2017 has been a terrible year for Portugal, with numerous forest fires devastating one of Europe's largest forested areas, destrtoying 80 per cent of the historic Pinhal de Leiria, the Pine Forest which provided timber for the carracks which set out to discover the seven seas, the heart of Portugal gone up in flames. A tragedy but an opportunity.
Until the Revolution on April 25, 1974, Portugal was a country known mainly to scholars in history books, a grey eminence straddling the West coast of Spain, practically an Albania in Western Europe, misunderstood, ignored almost; and this despite the fact that five hundred years before Portugal had set out on a course of discoveries and encounters which saw Europeans reaching Japan, India, Indonesia, probably Australia, both sides of Africa and Latin America. Or rather, the Portuguese, while the Spanish concentrated their lot in central and later South-West America.

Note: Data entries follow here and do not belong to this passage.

//! Event subscriptions for an upstream client.
//!
//! Each client has one subscriber slot per event kind. Wiring replaces the
//! previous subscriber and returns whether one was present, so re-wiring is
//! visible to the caller. Events emitted while a slot is empty are dropped
//! and reported back as undelivered.

use std::fmt;
use std::sync::Arc;

use parking_lot::RwLock;

pub type Callback<T> = Arc<dyn Fn(T) + Send + Sync>;

/// One audio part from a model turn, still base64 encoded.
#[derive(Debug, Clone, PartialEq, Eq)]
pub struct AudioChunk {
    pub mime_type: String,
    pub data: String,
}

#[derive(Debug, Clone, Copy, PartialEq, Eq, Hash)]
pub enum EventKind {
    Audio,
    Content,
    Error,
    Closed,
}

struct Slot<T> {
    callback: RwLock<Option<Callback<T>>>,
}

impl<T> Slot<T> {
    fn new() -> Self {
        Self {
            callback: RwLock::new(None),
        }
    }

    fn replace(&self, callback: Callback<T>) -> bool {
        self.callback.write().replace(callback).is_some()
    }

    fn clear(&self) -> bool {
        self.callback.write().take().is_some()
    }

    fn is_set(&self) -> bool {
        self.callback.read().is_some()
    }

    fn emit(&self, value: T) -> bool {
        // Clone out of the lock so the callback never runs under it.
        let callback = self.callback.read().clone();
        match callback {
            Some(callback) => {
                callback(value);
                true
            }
            None => false,
        }
    }
}

pub struct Subscriptions {
    audio: Slot<AudioChunk>,
    content: Slot<String>,
    error: Slot<String>,
    closed: Slot<String>,
}

impl Default for Subscriptions {
    fn default() -> Self {
        Self {
            audio: Slot::new(),
            content: Slot::new(),
            error: Slot::new(),
            closed: Slot::new(),
        }
    }
}

impl fmt::Debug for Subscriptions {
    fn fmt(&self, f: &mut fmt::Formatter<'_>) -> fmt::Result {
        f.debug_struct("Subscriptions")
            .field("audio", &self.audio.is_set())
            .field("content", &self.content.is_set())
            .field("error", &self.error.is_set())
            .field("closed", &self.closed.is_set())
            .finish()
    }
}

impl Subscriptions {
    pub fn on_audio(&self, callback: impl Fn(AudioChunk) + Send + Sync + 'static) -> bool {
        self.audio.replace(Arc::new(callback))
    }

    pub fn on_content(&self, callback: impl Fn(String) + Send + Sync + 'static) -> bool {
        self.content.replace(Arc::new(callback))
    }

    pub fn on_error(&self, callback: impl Fn(String) + Send + Sync + 'static) -> bool {
        self.error.replace(Arc::new(callback))
    }

    /// Fires once when the connection ends without a local `close()`.
    pub fn on_closed(&self, callback: impl Fn(String) + Send + Sync + 'static) -> bool {
        self.closed.replace(Arc::new(callback))
    }

    pub fn is_wired(&self, kind: EventKind) -> bool {
        match kind {
            EventKind::Audio => self.audio.is_set(),
            EventKind::Content => self.content.is_set(),
            EventKind::Error => self.error.is_set(),
            EventKind::Closed => self.closed.is_set(),
        }
    }

    /// Drops every subscriber, breaking reference cycles through captured
    /// senders once a session is torn down.
    pub fn clear(&self) {
        self.audio.clear();
        self.content.clear();
        self.error.clear();
        self.closed.clear();
    }

    pub(crate) fn emit_audio(&self, chunk: AudioChunk) -> bool {
        self.audio.emit(chunk)
    }

    pub(crate) fn emit_content(&self, text: String) -> bool {
        self.content.emit(text)
    }

    pub(crate) fn emit_error(&self, message: String) -> bool {
        self.error.emit(message)
    }

    pub(crate) fn emit_closed(&self, reason: String) -> bool {
        self.closed.emit(reason)
    }
}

The former influence of Portugal was largely invisible after decades of stagnant economic autarky under Salazar (the model practised largely in Iberia and Latin America at the time) while Portugal was isolated in a bubble of its own making, the pluri-Continental State stretching from Portugal in Europe, through Cape Verde, Guinea-Bissau, São Tomé and Principe Isles, Angola and Mozambique in Africa, Goa, Damão and Diu in India, East Timor in Indonesia, Macau in China (and at one time Ceylon/Sri Lanka, Malaca in Asia and Brazil in Latin America and a number of other city states and vassal states from Ceuta to Macau, witnessed by three thousand Portuguese fortifications in total).
Today, and in under fifty years, Portugal is on the map and mostly for the right reasons. The tourist routes have discovered a pearl lying off the East coast of the Atlantic with an extremely varied offer of products from the sun, sand, sea package of the beaches to virtually undiscovered swathes of land stretching along deserted coasts, across plains and up into mountains with hospitable villages, singular towns and cities, each with their own culture and gastronomy and folklore. Basically there is something for everyone. Madonna chose to live in Portugal for a good reason.
Apart from the beach, there are golfing holidays, there are walks and hikes, there are cultural tours of museums and galleries, castles, quality hotels, whose 4-star quotation on the market would be five plus anywhere else, an amazing panoply of wines and savouries and cakes/sweets; the Isles of Madeira and Porto Santo, where Christopher Columbus lived (it is claimed by some that he was in fact born in Cuba, Alentejo, south-western Portugal), the central Atlantic archipelago of the Azores, nine islands again with a unique touristic offer, all in a country with one of the highest quality of living and second-to-none public security indices, excellent weather practically the year round and a competent, unobtrusive yet highly professional and very welcoming service industry.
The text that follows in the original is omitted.